Today is day four of my Miracle Mornings project. I have to admit, at this point, I have mixed feelings about the results. My thoughts are clear… this it is working, and is going to be good for me. But, from a feeling perspective, I am feeling a bit… uhmmm… uncomfortable. Yesterday, in my reading more in The Miracle Morning book, I learned that the missing piece, the last of the six practices, of the miracle morning is scribing. What’s funny is that I was already doing that. I had read another book years ago called “The Artist’s Way” that recommended “morning pages”. Morning pages are a way to clear out your mind chatter, get your thoughts and feelings on paper, so that you can look at them, and learn and grow from personal reflection. So, when I started The Miracle Morning, knowing it was based on developing myself each morning, I just assumed I should journal my thoughts and feelings. It was really cool yesterday to find out that was one of the 6 practices suggested.

Back to the uncomfortableness. I have never been one to delve into my feelings. I have been in therapy several times throughout my life. I did not have the most uneventful of childhoods.

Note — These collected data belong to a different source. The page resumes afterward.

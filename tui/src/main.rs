//! Breathe TUI Entry Point
//!
//! Launches the terminal UI for the guided breathing exercise.
//!
//! Usage:
//!   breathe-tui
//!
//! Keys:
//!   Space / Enter / click  Tap the button
//!   Esc / q / Ctrl-C       Quit
//!   F12                    Toggle developer status line
//!
//! Environment:
//!   BREATHE_CONFIG   Path to a config file
//!   BREATHE_LOG      Write logs to this file (filtered by RUST_LOG)

use std::fs::OpenOptions;
use std::io::{self, IsTerminal};
use std::panic;
use std::sync::Mutex;

use anyhow::Context;
use crossterm::{
    event::{DisableMouseCapture, EnableMouseCapture},
    execute,
    terminal::{disable_raw_mode, enable_raw_mode, EnterAlternateScreen, LeaveAlternateScreen},
};
use ratatui::backend::CrosstermBackend;
use ratatui::Terminal;
use tracing_subscriber::{layer::SubscriberExt, util::SubscriberInitExt};

use breathe_core::{load_config, BreatheConfig};
use breathe_tui::App;

#[tokio::main]
async fn main() -> anyhow::Result<()> {
    init_logging()?;

    // Check if we have a TTY before attempting initialization
    if !io::stdin().is_terminal() || !io::stdout().is_terminal() {
        eprintln!("Error: breathe-tui requires a terminal (TTY)");
        eprintln!();
        eprintln!("This usually means:");
        eprintln!("  - Running in a non-interactive environment (CI, container)");
        eprintln!("  - SSH without -t flag");
        eprintln!("  - Piped stdin/stdout");
        eprintln!();
        eprintln!("For scripted use, run breathe-headless instead.");
        std::process::exit(1);
    }

    // Config errors are reported before the screen is taken over
    let config = load_config()?;
    tracing::info!(source = %config.source(), "Configuration loaded");

    // Set up panic hook to restore terminal
    let original_hook = panic::take_hook();
    panic::set_hook(Box::new(move |panic_info| {
        let _ = disable_raw_mode();
        let _ = execute!(io::stdout(), LeaveAlternateScreen, DisableMouseCapture);
        original_hook(panic_info);
    }));

    // Initialize terminal
    enable_raw_mode()?;
    let mut stdout = io::stdout();
    execute!(stdout, EnterAlternateScreen, EnableMouseCapture)?;
    let backend = CrosstermBackend::new(stdout);
    let mut terminal = Terminal::new(backend)?;
    terminal.clear()?;

    let result = run_app(&mut terminal, config).await;

    // Restore terminal
    disable_raw_mode()?;
    execute!(
        terminal.backend_mut(),
        LeaveAlternateScreen,
        DisableMouseCapture
    )?;
    terminal.show_cursor()?;

    result
}

async fn run_app(
    terminal: &mut Terminal<CrosstermBackend<io::Stdout>>,
    config: BreatheConfig,
) -> anyhow::Result<()> {
    let mut app = App::new(config)?;
    app.run(terminal).await
}

/// Log to the file named by `BREATHE_LOG`; stay silent otherwise so nothing
/// is written over the alternate screen
fn init_logging() -> anyhow::Result<()> {
    let Some(path) = std::env::var_os("BREATHE_LOG") else {
        return Ok(());
    };

    let file = OpenOptions::new()
        .create(true)
        .append(true)
        .open(&path)
        .with_context(|| format!("opening log file {}", path.to_string_lossy()))?;

    tracing_subscriber::registry()
        .with(
            tracing_subscriber::fmt::layer()
                .with_target(false)
                .with_ansi(false)
                .with_writer(Mutex::new(file)),
        )
        .with(
            tracing_subscriber::EnvFilter::from_default_env()
                .add_directive("breathe_core=info".parse()?)
                .add_directive("breathe_tui=info".parse()?),
        )
        .init();

    Ok(())
}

My life, while an exciting adventure, has also been splashed with traumatic events… not the least of which was being kidnapped at the age of 7. Add to that physical, emotional, psychological, religious and sexual abuse, and therapy seemed like a rather reasonable route to take. But before I discovered cognitive behavioral therapy… I discovered self help. And most of self help is focused on putting your focus on what you want and not on what you don’t want. So therapy, after years of self help, seemed like a dismal way to get healthy. Focusing on everything that had gone wrong in my life to “let go” of past events, never really felt right to me. I much preferred to ignore those bad feelings, and find ways to feel good. And, while that has worked on many levels, for many years, it has also created problems. Some of the ways I chose to “feel good” were NOT healthy for me, or the people around me.

So, I believe that’s why writing down my thoughts and feelings is a bit “uncomfortable” for me. But, this morning, like the past three mornings, I did it anyway. And, while looking deeply at myself, and how I create not only things I desire, but also things that are not healthy for me, has not been completely motivating and inspiring for me, as I had hoped it would be. It has, I believe, started to open me up to the possibility that I CAN feel the negative feelings too. I can let them in, and notice them, and extract lessons from them… and then… maybe even… “let them go”. Ignoring and suppressing them, while temporarily making me feel better, has led me down a path where now, I can be taken off guard by intense emotions bubbling up and taking over. So, journaling is probably going to be the hardest part of this journey for me. I will let you know how it goes.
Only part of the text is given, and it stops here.